Grae enjoyed a solid sophomore season this spring, earning all-state honors for the second consecutive year at Center Hill High School in Olive Branch, Miss., despite missing the last half of the season because of a stress fracture in his back. He missed eight to 10 weeks but has been back full strength the past couple of weeks.
He showed off a plus-bat Wednesday against the RealTree 16 team of Oklahoma. He went 3-for-4 with three RBIs, two runs scored and a stolen base.
The Ole Miss commit singled in each of his first two at-bats between shortstop and third base, then hit a hard ground ball to third that was turned into a double play. The 16-year-old finished off his day with a big two-run double off the left-field fence.
Grae said his family never pushed him to play baseball, but there's no doubt it's in the bloodlines. In addition to his grandfather, his father, Kevin, and uncle, Keith, both played baseball professionally. Keith even had a brief stint in the big leagues. All three played baseball at Ole Miss.
"I haven't had any pressure really," Grae said. "It's been fine. If I make an error, my grandfather is there to say 'Hey, this is how you can fix it.' I've gotten a lot of tips here and there to help make me better."
He admitted it wasn't always easy to accept help when he was younger.
"It's hard to see that sometimes," Grae said. "But now I get it. I listen to everything, soak everything I can soak up."
Thompson said Kessinger's maturity both on and off the field belies his age and sets him apart from his peers, along with his physical ability.

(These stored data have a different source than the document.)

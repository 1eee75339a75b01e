use std::sync::Arc;

use axum::extract::rejection::JsonRejection;
use axum::extract::State;
use axum::response::IntoResponse;
use axum::Json;
use serde_json::json;

use crate::chat::GenerateRequest;
use crate::core::errors::ApiError;
use crate::state::AppState;

pub async fn generate(
    State(state): State<Arc<AppState>>,
    payload: Result<Json<GenerateRequest>, JsonRejection>,
) -> Result<impl IntoResponse, ApiError> {
    let Json(request) = payload.map_err(|e| ApiError::BadRequest(e.body_text()))?;
    let message = request.message()?;

    let reply = state.chat.generate_direct(&message).await?;

    Ok(Json(json!({
        "response": reply,
        "thread_id": request.thread_id,
    })))
}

"It's like he's bred to play baseball," said Thompson, who played three years in the Boston Red Sox organization. "He's definitely advanced mentally in the game of baseball coming from the bloodlines he comes from. He gets stuff that other kids don't."
"We expect a learning curve, especially at this age. Grae's ahead of that. He's like a coach on the field."
Don Kessinger, who now lives in Oxford, Miss., just enjoys the chance to watch his grandson grow up and play baseball. But the elder Kessinger acknowledged times have changed greatly from when he was a four-sport standout at Forrest City High School.
He'd love to see Grae play multiple sports, but it's really not possible now, he said. Don Kessinger earned All-American honors in baseball and basketball at Ole Miss.
"Times have changed," he said. "Sports overlap so much now. Back in the day all coaches wanted their good athletes to play more sports. It's not that way now. That's not a negative, it's just different. I played basketball and baseball in college, and you just couldn't do that now."
Grae decided to give up football after breaking his arm in the eighth grade and also decided to forgo basketball going into his freshman year.
That's something else he's gotten no pressure from his family about either, he said.
"They say 'Do what you want,'" Grae said. "If I wanted to play other sports, they would be all for it."